Kritik an doppelten Strukturen und Fördermillionen
In Kelbra fürchtet man doppelte Strukturen und vergeudete Fördermillionen, da das NEST vom Landestalsperrenbetrieb mit Mitteln aus dem Strukturwandel errichtet wird. Das markante Gebäude nahe dem Strandbad soll schon in wenigen Wochen im Rohbau stehen, doch die Pläne für ein weiteres millionenschweres Kranich-Projekt im Schloss Auleben sorgen für erhebliche Kontroversen.
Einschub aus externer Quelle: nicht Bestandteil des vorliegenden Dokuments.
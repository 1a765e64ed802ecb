//! SSH server listener
//!
//! Accepts incoming connections and spawns a handler for each client.

use std::net::SocketAddr;
use std::path::Path;
use std::sync::Arc;

use anyhow::{Context, Result};
use russh_keys::key::KeyPair;
use tokio::net::{TcpListener, TcpStream};
use tokio_util::sync::CancellationToken;

use crate::server::handler::{ConnectionHandler, ServerConfig};
use crate::state::ServerState;

/// SSH server that listens for incoming connections
pub struct SshServer {
    /// Server configuration
    config: ServerConfig,
    /// Shared server state
    state: Arc<ServerState>,
    /// Cancellation token for graceful shutdown
    cancel: CancellationToken,
}

impl SshServer {
    /// Create a new SSH server
    pub fn new(host_key: KeyPair, state: Arc<ServerState>, cancel: CancellationToken) -> Self {
        Self {
            config: ServerConfig::new(host_key, &state.config),
            state,
            cancel,
        }
    }

    /// Bind to the configured address and serve until cancelled
    pub async fn run(&self) -> Result<()> {
        let bind_addr = self.state.config.ssh_address.clone();
        let listener = TcpListener::bind(&bind_addr)
            .await
            .with_context(|| format!("Failed to bind to {}", bind_addr))?;
        self.serve(listener).await
    }

    /// Serve connections from an already bound listener until cancelled
    pub async fn serve(&self, listener: TcpListener) -> Result<()> {
        let local_addr = listener.local_addr()?;
        tracing::info!("SSH server listening on {}", local_addr);

        loop {
            tokio::select! {
                _ = self.cancel.cancelled() => {
                    tracing::info!("SSH server shutting down");
                    break;
                }

                result = listener.accept() => {
                    match result {
                        Ok((socket, peer_addr)) => self.handle_connection(socket, peer_addr),
                        Err(e) => tracing::error!("Failed to accept connection: {}", e),
                    }
                }
            }
        }

        Ok(())
    }

    /// Handle a new incoming connection
    fn handle_connection(&self, socket: TcpStream, peer_addr: SocketAddr) {
        let registry = Arc::clone(&self.state.connections);
        if !registry.has_capacity(self.state.config.max_connections) {
            tracing::warn!(
                peer = %peer_addr,
                "Refusing connection: {} connections already open",
                registry.len()
            );
            return;
        }

        let connection_id = registry.register(peer_addr);
        tracing::info!(peer = %peer_addr, "New connection #{}", connection_id);

        let config = Arc::clone(&self.config.ssh_config);
        let cancel = self.cancel.child_token();
        let handler = ConnectionHandler::new(
            Arc::clone(&self.state),
            connection_id,
            peer_addr,
            cancel.clone(),
        );

        tokio::spawn(async move {
            let result = match russh::server::run_stream(config, socket, handler).await {
                Ok(session) => {
                    let handle = session.handle();
                    tokio::select! {
                        _ = cancel.cancelled() => {
                            tracing::debug!(peer = %peer_addr, "Connection cancelled");
                            let _ = handle
                                .disconnect(
                                    russh::Disconnect::ByApplication,
                                    "server shutting down".to_string(),
                                    "en".to_string(),
                                )
                                .await;
                            Ok(())
                        }
                        result = session => result,
                    }
                }
                Err(e) => Err(e),
            };

            if let Err(e) = result {
                tracing::warn!(peer = %peer_addr, "Connection error: {:#}", e);
            }
            if let Some(info) = registry.remove(connection_id) {
                tracing::info!(
                    peer = %peer_addr,
                    identity = info.identity.as_deref().unwrap_or("-"),
                    "Connection #{} closed after {:?}",
                    connection_id,
                    info.connected_at.elapsed()
                );
            }
        });
    }
}

/// Load the host key, or generate one and persist it
pub async fn load_or_generate_host_key(path: &Path) -> Result<KeyPair> {
    if path.exists() {
        tracing::info!("Loading host key from {:?}", path);
        let key = russh_keys::load_secret_key(path, None)
            .with_context(|| format!("Failed to load host key from {:?}", path))?;
        return Ok(key);
    }

    tracing::info!("Generating new host key at {:?}", path);

    if let Some(parent) = path.parent() {
        tokio::fs::create_dir_all(parent)
            .await
            .with_context(|| format!("Failed to create directory {:?}", parent))?;
    }

    let key = KeyPair::generate_ed25519()
        .ok_or_else(|| anyhow::anyhow!("Failed to generate Ed25519 key"))?;

    let mut pem = Vec::new();
    russh_keys::encode_pkcs8_pem(&key, &mut pem).context("Failed to encode host key")?;
    write_private(path, &pem)
        .await
        .with_context(|| format!("Failed to write host key to {:?}", path))?;

    Ok(key)
}

#[cfg(unix)]
async fn write_private(path: &Path, contents: &[u8]) -> std::io::Result<()> {
    use std::os::unix::fs::PermissionsExt;

    tokio::fs::write(path, contents).await?;
    tokio::fs::set_permissions(path, std::fs::Permissions::from_mode(0o600)).await
}

#[cfg(not(unix))]
async fn write_private(path: &Path, contents: &[u8]) -> std::io::Result<()> {
    tokio::fs::write(path, contents).await
}

#[cfg(test)]
mod tests {
    use super::*;

    #[tokio::test]
    async fn test_host_key_is_persisted() {
        let dir = tempfile::tempdir().unwrap();
        let path = dir.path().join("keys/ssh_key");

        let generated = load_or_generate_host_key(&path).await.unwrap();
        assert!(path.exists());

        let loaded = load_or_generate_host_key(&path).await.unwrap();
        assert_eq!(
            generated.clone_public_key().unwrap().fingerprint(),
            loaded.clone_public_key().unwrap().fingerprint()
        );
    }
}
Die Außenmauern des NEST recken sich bereits in den Himmel, während die Diskussionen über die Sinnhaftigkeit eines zweiten Zentrums in unmittelbarer Nähe zunehmen. Experten und Anwohner äußern Bedenken, dass solche parallelen Projekte zu ineffizienter Ressourcennutzung führen könnten, insbesondere angesichts der knappen öffentlichen Gelder.
Projektvergleich und regionale Auswirkungen
Beide Vorhaben zielen darauf ab, die Natur und insbesondere Kraniche in der Region zu fördern, doch die räumliche Nähe wirft Fragen nach Koordination und Nachhaltigkeit auf. Das NEST in Kelbra wird als Leuchtturmprojekt des Strukturwandels beworben, während das Schloss Auleben mit seinem eigenen Kranichzentrum möglicherweise konkurrierende Interessen bedient.
Die Debatte um diese doppelten Projekte unterstreicht die Herausforderungen bei der Planung großer Infrastrukturvorhaben in ländlichen Gebieten. Es bleibt abzuwarten, wie die Verantwortlichen auf die Kritik reagieren und ob Anpassungen vorgenommen werden, um Synergien zu nutzen und Verschwendung zu vermeiden.